» **What the task requires**: This exercise calls for printing every record exactly once more.

» **Given records**:

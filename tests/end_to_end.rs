use sudoku_brute::board::CELLS;
use sudoku_brute::{checker, solver, Board, PuzzleError};

const PUZZLE: &str = "\
000407000
901683000
020005070
000801050
010009762
734056000
190704083
040598026
056100000";

#[test]
fn parse_validate_solve_and_format() {
    let puzzle: Board = PUZZLE.parse().unwrap();
    checker::validate(&puzzle).unwrap();

    let solved = solver::solve(&puzzle).expect("puzzle is solvable");

    for index in 0..CELLS {
        assert!(checker::is_consistent(&solved, index));
        if puzzle[index] != 0 {
            assert_eq!(solved[index], puzzle[index]);
        }
    }

    let text = solved.to_grid_string();
    assert_eq!(text.lines().count(), 9);
    assert!(text.lines().all(|line| line.len() == 9));
    assert!(text.chars().all(|c| c == '\n' || ('1'..='9').contains(&c)));
}

#[test]
fn conflicting_givens_are_caught_before_search() {
    let mut puzzle: Board = PUZZLE.parse().unwrap();
    // Row 1 already holds a 9 in its first cell.
    puzzle[17] = 9;

    let err = checker::validate(&puzzle).unwrap_err();
    assert!(matches!(err, PuzzleError::Conflict { value: 9, .. }));
}

#[test]
fn an_unsolvable_puzzle_is_an_explicit_outcome() {
    let mut puzzle = Board::new([0; CELLS]);
    for col in 0..8 {
        puzzle[col] = col as u8 + 1;
    }
    puzzle[9 + 8] = 9;

    checker::validate(&puzzle).unwrap();
    assert_eq!(solver::solve(&puzzle), None);
}
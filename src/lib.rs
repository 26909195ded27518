//! Backtracking solver for 9x9 sudoku puzzles.
//!
//! A puzzle is 81 cells in row-major order, `0` marking an empty cell.
//! [`solver::solve`] searches for a completion with chronological
//! backtracking, consulting [`checker`] on every trial digit.

pub mod board;
pub mod checker;
pub mod solver;

pub use board::{Board, PuzzleError};
use super::reference::load_reference_image;
use super::{MatchError, ReferenceImage, VideoInput};
use anyhow::{Context, Result};
use std::collections::HashSet;
use std::fs::File;
use std::io::{BufWriter, Write};
use std::path::{Path, PathBuf};
use tempfile::TempDir;
use uuid::Uuid;
use zip::write::SimpleFileOptions;

/// Temporary storage for one run.
///
/// Everything a run writes lives under one temp directory which is removed
/// by [`RunContext::close`], or on drop if the run bails out early.
pub struct RunContext {
    id: Uuid,
    temp_dir: TempDir,
    image_dir: PathBuf,
    video_dir: PathBuf,
    output_dir: PathBuf,
    staged_names: HashSet<String>,
}

/// Reduce an upload name to a bare file name
fn upload_file_name(name: &str) -> Result<String, MatchError> {
    Path::new(name)
        .file_name()
        .and_then(|n| n.to_str())
        .filter(|n| !n.trim().is_empty())
        .map(str::to_string)
        .ok_or_else(|| MatchError::InvalidName(name.to_string()))
}

impl RunContext {
    pub fn new() -> Result<Self> {
        let id = Uuid::new_v4();
        let temp_dir = tempfile::Builder::new()
            .prefix(&format!("vidmatch-{}-", id))
            .tempdir()
            .context("Failed to create temp directory")?;

        let image_dir = temp_dir.path().join("images");
        let video_dir = temp_dir.path().join("videos");
        let output_dir = temp_dir.path().join("output");
        for dir in [&image_dir, &video_dir, &output_dir] {
            std::fs::create_dir_all(dir)
                .with_context(|| format!("Failed to create {}", dir.display()))?;
        }

        log::debug!("Run {} staging under {:?}", id, temp_dir.path());

        Ok(Self {
            id,
            temp_dir,
            image_dir,
            video_dir,
            output_dir,
            staged_names: HashSet::new(),
        })
    }

    pub fn id(&self) -> Uuid {
        self.id
    }

    pub fn path(&self) -> &Path {
        self.temp_dir.path()
    }

    pub fn output_dir(&self) -> &Path {
        &self.output_dir
    }

    fn write_upload(&mut self, dir_kind: &str, name: &str, bytes: &[u8]) -> Result<(String, PathBuf)> {
        let file_name = upload_file_name(name)?;
        let key = format!("{}/{}", dir_kind, file_name);
        if !self.staged_names.insert(key) {
            return Err(MatchError::DuplicateName(file_name).into());
        }

        let dir = if dir_kind == "images" {
            &self.image_dir
        } else {
            &self.video_dir
        };
        let path = dir.join(&file_name);
        std::fs::write(&path, bytes).with_context(|| format!("Failed to save {}", file_name))?;

        Ok((file_name, path))
    }

    /// Save an uploaded image and decode it for matching
    pub fn stage_image(&mut self, name: &str, bytes: &[u8], size: u32) -> Result<ReferenceImage> {
        let (file_name, _) = self.write_upload("images", name, bytes)?;
        let image = load_reference_image(&file_name, bytes, size)?;

        Ok(image)
    }

    /// Save an uploaded video; frames are only read at match time
    pub fn stage_video(&mut self, name: &str, bytes: &[u8]) -> Result<VideoInput> {
        let (file_name, path) = self.write_upload("videos", name, bytes)?;

        Ok(VideoInput {
            name: file_name,
            path,
        })
    }

    /// Zip the output directory into `archive_path`
    pub fn package<P: AsRef<Path>>(&self, archive_path: P) -> Result<PathBuf> {
        let archive_path = archive_path.as_ref().to_path_buf();
        let file = File::create(&archive_path)
            .with_context(|| format!("Failed to create archive {}", archive_path.display()))?;

        let mut writer = zip::ZipWriter::new(BufWriter::new(file));
        let options =
            SimpleFileOptions::default().compression_method(zip::CompressionMethod::Deflated);

        let mut entries = std::fs::read_dir(&self.output_dir)
            .context("Failed to list output directory")?
            .collect::<std::io::Result<Vec<_>>>()?;
        entries.sort_by_key(|e| e.file_name());

        for entry in entries {
            let name = entry.file_name().to_string_lossy().to_string();
            writer
                .start_file(name.as_str(), options)
                .with_context(|| format!("Failed to add {} to archive", name))?;
            let mut source = File::open(entry.path())?;
            std::io::copy(&mut source, &mut writer)
                .with_context(|| format!("Failed to write {} to archive", name))?;
        }

        let mut inner = writer.finish().context("Failed to finish archive")?;
        inner.flush()?;

        log::info!("Packaged renamed videos into {}", archive_path.display());

        Ok(archive_path)
    }

    /// Delete every temporary file of the run
    pub fn close(self) -> Result<()> {
        let id = self.id;
        self.temp_dir
            .close()
            .context("Failed to delete temporary files")?;
        log::info!("All temporary files of run {} have been deleted.", id);

        Ok(())
    }
}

» **Completed task**:
filename tests/end_to_end.rs
use sudoku_brute::board::CELLS;
use sudoku_brute::{checker, solver, Board, PuzzleError};

const PUZZLE: &str = "\
000407000
901683000
020005070
000801050
010009762
734056000
190704083
040598026
056100000";

#[test]
fn parse_validate_solve_and_format() {
    let puzzle: Board = PUZZLE.parse().unwrap();
    checker::validate(&puzzle).unwrap();

    let solved = solver::solve(&puzzle).expect("puzzle is solvable");

    for index in 0..CELLS {
        assert!(checker::is_consistent(&solved, index));
        if puzzle[index] != 0 {
            assert_eq!(solved[index], puzzle[index]);
        }
    }

    let text = solved.to_grid_string();
    assert_eq!(text.lines().count(), 9);
    assert!(text.lines().all(|line| line.len() == 9));
    assert!(text.chars().all(|c| c == '\n' || ('1'..='9').contains(&c)));
}

#[test]
fn conflicting_givens_are_caught_before_search() {
    let mut puzzle: Board = PUZZLE.parse().unwrap();
    // Row 1 already holds a 9 in its first cell.
    puzzle[17] = 9;

    let err = checker::validate(&puzzle).unwrap_err();
    assert!(matches!(err, PuzzleError::Conflict { value: 9, .. }));
}

#[test]
fn an_unsolvable_puzzle_is_an_explicit_outcome() {
    let mut puzzle = Board::new([0; CELLS]);
    for col in 0..8 {
        puzzle[col] = col as u8 + 1;
    }
    puzzle[9 + 8] = 9;

    checker::validate(&puzzle).unwrap();
    assert_eq!(solver::solve(&puzzle), None);
}
filename src/lib.rs
repository 26909195ded27518
//! Backtracking solver for 9x9 sudoku puzzles.
//!
//! A puzzle is 81 cells in row-major order, `0` marking an empty cell.
//! [`solver::solve`] searches for a completion with chronological
//! backtracking, consulting [`checker`] on every trial digit.

pub mod board;
pub mod checker;
pub mod solver;

pub use board::{Board, PuzzleError};
use super::reference::load_reference_image;
use super::{MatchError, ReferenceImage, VideoInput};
use anyhow::{Context, Result};
use std::collections::HashSet;
use std::fs::File;
use std::io::{BufWriter, Write};
use std::path::{Path, PathBuf};
use tempfile::TempDir;
use uuid::Uuid;
use zip::write::SimpleFileOptions;

/// Temporary storage for one run.
///
/// Everything a run writes lives under one temp directory which is removed
/// by [`RunContext::close`], or on drop if the run bails out early.
pub struct RunContext {
    id: Uuid,
    temp_dir: TempDir,
    image_dir: PathBuf,
    video_dir: PathBuf,
    output_dir: PathBuf,
    staged_names: HashSet<String>,
}

/// Reduce an upload name to a bare file name
fn upload_file_name(name: &str) -> Result<String, MatchError> {
    Path::new(name)
        .file_name()
        .and_then(|n| n.to_str())
        .filter(|n| !n.trim().is_empty())
        .map(str::to_string)
        .ok_or_else(|| MatchError::InvalidName(name.to_string()))
}

impl RunContext {
    pub fn new() -> Result<Self> {
        let id = Uuid::new_v4();
        let temp_dir = tempfile::Builder::new()
            .prefix(&format!("vidmatch-{}-", id))
            .tempdir()
            .context("Failed to create temp directory")?;

        let image_dir = temp_dir.path().join("images");
        let video_dir = temp_dir.path().join("videos");
        let output_dir = temp_dir.path().join("output");
        for dir in [&image_dir, &video_dir, &output_dir] {
            std::fs::create_dir_all(dir)
                .with_context(|| format!("Failed to create {}", dir.display()))?;
        }

        log::debug!("Run {} staging under {:?}", id, temp_dir.path());

        Ok(Self {
            id,
            temp_dir,
            image_dir,
            video_dir,
            output_dir,
            staged_names: HashSet::new(),
        })
    }

    pub fn id(&self) -> Uuid {
        self.id
    }

    pub fn path(&self) -> &Path {
        self.temp_dir.path()
    }

    pub fn output_dir(&self) -> &Path {
        &self.output_dir
    }

    fn write_upload(&mut self, dir_kind: &str, name: &str, bytes: &[u8]) -> Result<(String, PathBuf)> {
        let file_name = upload_file_name(name)?;
        let key = format!("{}/{}", dir_kind, file_name);
        if !self.staged_names.insert(key) {
            return Err(MatchError::DuplicateName(file_name).into());
        }

        let dir = if dir_kind == "images" {
            &self.image_dir
        } else {
            &self.video_dir
        };
        let path = dir.join(&file_name);
        std::fs::write(&path, bytes).with_context(|| format!("Failed to save {}", file_name))?;

        Ok((file_name, path))
    }

    /// Save an uploaded image and decode it for matching
    pub fn stage_image(&mut self, name: &str, bytes: &[u8], size: u32) -> Result<ReferenceImage> {
        let (file_name, _) = self.write_upload("images", name, bytes)?;
        let image = load_reference_image(&file_name, bytes, size)?;

        Ok(image)
    }

    /// Save an uploaded video; frames are only read at match time
    pub fn stage_video(&mut self, name: &str, bytes: &[u8]) -> Result<VideoInput> {
        let (file_name, path) = self.write_upload("videos", name, bytes)?;

        Ok(VideoInput {
            name: file_name,
            path,
        })
    }

    /// Zip the output directory into `archive_path`
    pub fn package<P: AsRef<Path>>(&self, archive_path: P) -> Result<PathBuf> {
        let archive_path = archive_path.as_ref().to_path_buf();
        let file = File::create(&archive_path)
            .with_context(|| format!("Failed to create archive {}", archive_path.display()))?;

        let mut writer = zip::ZipWriter::new(BufWriter::new(file));
        let options =
            SimpleFileOptions::default().compression_method(zip::CompressionMethod::Deflated);

        let mut entries = std::fs::read_dir(&self.output_dir)
            .context("Failed to list output directory")?
            .collect::<std::io::Result<Vec<_>>>()?;
        entries.sort_by_key(|e| e.file_name());

        for entry in entries {
            let name = entry.file_name().to_string_lossy().to_string();
            writer
                .start_file(name.as_str(), options)
                .with_context(|| format!("Failed to add {} to archive", name))?;
            let mut source = File::open(entry.path())?;
            std::io::copy(&mut source, &mut writer)
                .with_context(|| format!("Failed to write {} to archive", name))?;
        }

        let mut inner = writer.finish().context("Failed to finish archive")?;
        inner.flush()?;

        log::info!("Packaged renamed videos into {}", archive_path.display());

        Ok(archive_path)
    }

    /// Delete every temporary file of the run
    pub fn close(self) -> Result<()> {
        let id = self.id;
        self.temp_dir
            .close()
            .context("Failed to delete temporary files")?;
        log::info!("All temporary files of run {} have been deleted.", id);

        Ok(())
    }
}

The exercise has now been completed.